[Stored items]
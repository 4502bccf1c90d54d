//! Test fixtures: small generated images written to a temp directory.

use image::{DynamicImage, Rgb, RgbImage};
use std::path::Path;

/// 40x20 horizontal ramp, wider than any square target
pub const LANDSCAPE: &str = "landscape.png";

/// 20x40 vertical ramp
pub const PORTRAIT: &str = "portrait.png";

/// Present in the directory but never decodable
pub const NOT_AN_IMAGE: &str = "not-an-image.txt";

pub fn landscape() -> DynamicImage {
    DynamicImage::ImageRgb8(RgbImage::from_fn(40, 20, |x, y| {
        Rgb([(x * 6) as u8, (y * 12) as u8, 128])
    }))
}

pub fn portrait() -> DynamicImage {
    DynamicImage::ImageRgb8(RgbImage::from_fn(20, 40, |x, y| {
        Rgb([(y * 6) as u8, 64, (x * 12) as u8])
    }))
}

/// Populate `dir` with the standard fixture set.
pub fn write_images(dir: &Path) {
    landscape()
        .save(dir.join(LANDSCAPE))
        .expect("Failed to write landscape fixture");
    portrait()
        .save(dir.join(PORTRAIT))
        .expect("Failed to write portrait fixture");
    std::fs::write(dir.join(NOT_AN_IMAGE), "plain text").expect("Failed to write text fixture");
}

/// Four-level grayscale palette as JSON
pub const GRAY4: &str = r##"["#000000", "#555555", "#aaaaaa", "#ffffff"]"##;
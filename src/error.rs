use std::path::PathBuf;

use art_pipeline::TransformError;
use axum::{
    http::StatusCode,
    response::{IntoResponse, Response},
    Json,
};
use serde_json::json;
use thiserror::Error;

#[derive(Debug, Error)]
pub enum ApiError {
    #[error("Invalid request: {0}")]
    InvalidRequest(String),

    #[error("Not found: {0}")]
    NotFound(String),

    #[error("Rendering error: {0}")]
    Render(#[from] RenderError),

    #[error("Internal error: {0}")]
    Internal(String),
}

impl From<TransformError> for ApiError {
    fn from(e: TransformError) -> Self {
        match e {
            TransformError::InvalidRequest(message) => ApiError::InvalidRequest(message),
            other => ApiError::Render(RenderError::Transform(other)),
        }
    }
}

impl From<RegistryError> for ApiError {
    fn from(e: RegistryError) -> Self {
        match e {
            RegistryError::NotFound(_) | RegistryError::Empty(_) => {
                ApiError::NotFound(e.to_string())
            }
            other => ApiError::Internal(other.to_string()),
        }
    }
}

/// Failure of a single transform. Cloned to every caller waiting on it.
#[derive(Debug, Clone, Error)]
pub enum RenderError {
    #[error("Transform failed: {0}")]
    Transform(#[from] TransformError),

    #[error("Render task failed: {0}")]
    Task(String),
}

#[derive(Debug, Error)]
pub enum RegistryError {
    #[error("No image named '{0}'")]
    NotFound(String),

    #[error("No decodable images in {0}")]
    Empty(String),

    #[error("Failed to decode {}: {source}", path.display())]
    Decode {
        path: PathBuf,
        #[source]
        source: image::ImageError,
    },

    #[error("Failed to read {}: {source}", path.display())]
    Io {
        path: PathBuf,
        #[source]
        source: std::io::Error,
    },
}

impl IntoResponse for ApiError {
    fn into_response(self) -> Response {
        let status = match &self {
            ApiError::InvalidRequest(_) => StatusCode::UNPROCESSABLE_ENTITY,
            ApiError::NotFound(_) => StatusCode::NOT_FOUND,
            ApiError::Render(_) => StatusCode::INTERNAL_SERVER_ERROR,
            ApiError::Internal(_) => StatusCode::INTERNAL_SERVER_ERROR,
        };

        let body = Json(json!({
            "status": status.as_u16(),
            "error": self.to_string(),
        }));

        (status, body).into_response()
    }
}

...

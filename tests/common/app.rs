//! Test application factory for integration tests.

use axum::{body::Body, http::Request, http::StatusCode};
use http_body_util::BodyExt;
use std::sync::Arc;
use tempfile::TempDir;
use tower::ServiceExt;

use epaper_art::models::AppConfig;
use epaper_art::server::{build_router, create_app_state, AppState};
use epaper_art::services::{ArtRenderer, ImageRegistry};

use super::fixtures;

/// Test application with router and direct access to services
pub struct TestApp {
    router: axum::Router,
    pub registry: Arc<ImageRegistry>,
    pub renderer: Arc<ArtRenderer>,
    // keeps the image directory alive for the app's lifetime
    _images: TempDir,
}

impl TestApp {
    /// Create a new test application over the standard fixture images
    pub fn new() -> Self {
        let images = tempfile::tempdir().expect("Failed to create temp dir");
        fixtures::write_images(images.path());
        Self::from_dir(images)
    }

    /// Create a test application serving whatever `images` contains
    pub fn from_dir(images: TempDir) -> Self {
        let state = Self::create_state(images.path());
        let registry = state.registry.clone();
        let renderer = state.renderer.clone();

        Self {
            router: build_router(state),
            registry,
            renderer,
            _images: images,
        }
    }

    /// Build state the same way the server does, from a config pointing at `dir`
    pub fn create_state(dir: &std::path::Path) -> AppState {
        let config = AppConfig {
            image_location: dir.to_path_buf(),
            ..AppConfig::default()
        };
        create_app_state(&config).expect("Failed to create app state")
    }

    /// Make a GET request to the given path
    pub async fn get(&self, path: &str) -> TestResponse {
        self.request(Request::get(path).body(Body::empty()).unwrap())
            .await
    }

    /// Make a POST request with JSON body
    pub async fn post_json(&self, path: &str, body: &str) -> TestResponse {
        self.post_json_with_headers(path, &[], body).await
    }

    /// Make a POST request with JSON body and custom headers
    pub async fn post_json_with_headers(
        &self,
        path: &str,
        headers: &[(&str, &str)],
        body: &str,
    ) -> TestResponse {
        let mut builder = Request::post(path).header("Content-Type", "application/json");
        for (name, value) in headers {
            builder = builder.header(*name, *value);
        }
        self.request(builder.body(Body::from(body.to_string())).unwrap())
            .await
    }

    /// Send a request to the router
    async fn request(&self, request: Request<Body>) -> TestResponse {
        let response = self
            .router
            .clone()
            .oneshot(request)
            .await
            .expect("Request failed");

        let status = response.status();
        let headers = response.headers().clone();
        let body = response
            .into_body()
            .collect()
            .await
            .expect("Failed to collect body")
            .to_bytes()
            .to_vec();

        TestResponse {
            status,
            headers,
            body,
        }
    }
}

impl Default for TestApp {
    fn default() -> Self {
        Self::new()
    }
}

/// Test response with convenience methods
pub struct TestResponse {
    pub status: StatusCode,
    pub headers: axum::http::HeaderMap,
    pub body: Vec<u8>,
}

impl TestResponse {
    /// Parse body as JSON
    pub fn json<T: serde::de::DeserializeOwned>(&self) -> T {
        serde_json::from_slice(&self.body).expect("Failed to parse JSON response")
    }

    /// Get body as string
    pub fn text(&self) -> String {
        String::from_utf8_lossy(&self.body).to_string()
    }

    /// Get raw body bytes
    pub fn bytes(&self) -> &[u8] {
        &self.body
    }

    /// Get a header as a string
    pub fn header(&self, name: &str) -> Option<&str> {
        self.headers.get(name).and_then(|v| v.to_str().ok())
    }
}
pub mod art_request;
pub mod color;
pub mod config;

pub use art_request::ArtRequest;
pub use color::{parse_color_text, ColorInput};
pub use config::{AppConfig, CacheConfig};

* * *

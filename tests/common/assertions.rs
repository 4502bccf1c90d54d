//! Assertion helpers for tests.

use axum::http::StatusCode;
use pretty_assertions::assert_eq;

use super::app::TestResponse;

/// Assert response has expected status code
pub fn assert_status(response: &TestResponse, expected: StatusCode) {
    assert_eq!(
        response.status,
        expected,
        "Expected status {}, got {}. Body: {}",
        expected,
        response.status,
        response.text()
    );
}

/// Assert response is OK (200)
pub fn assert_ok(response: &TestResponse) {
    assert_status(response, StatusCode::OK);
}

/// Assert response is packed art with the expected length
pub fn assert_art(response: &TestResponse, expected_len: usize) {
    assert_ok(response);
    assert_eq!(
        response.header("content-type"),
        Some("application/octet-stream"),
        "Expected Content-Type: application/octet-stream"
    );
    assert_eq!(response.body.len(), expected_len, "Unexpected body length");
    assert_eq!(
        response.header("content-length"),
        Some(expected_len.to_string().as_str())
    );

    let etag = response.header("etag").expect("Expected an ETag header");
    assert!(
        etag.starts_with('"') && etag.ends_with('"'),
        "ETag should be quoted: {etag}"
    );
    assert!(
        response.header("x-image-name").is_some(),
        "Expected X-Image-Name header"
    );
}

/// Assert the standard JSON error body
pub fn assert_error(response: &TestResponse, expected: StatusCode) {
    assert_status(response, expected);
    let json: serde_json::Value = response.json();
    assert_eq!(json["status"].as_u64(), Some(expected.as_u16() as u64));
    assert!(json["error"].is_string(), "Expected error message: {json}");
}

Task goal
Find and copy every line in the entries above where the string "join" occurs.

Response
        .save(dir.join(LANDSCAPE))
        .save(dir.join(PORTRAIT))
    std::fs::write(dir.join(NOT_AN_IMAGE), "plain text").expect("Failed to write text fixture");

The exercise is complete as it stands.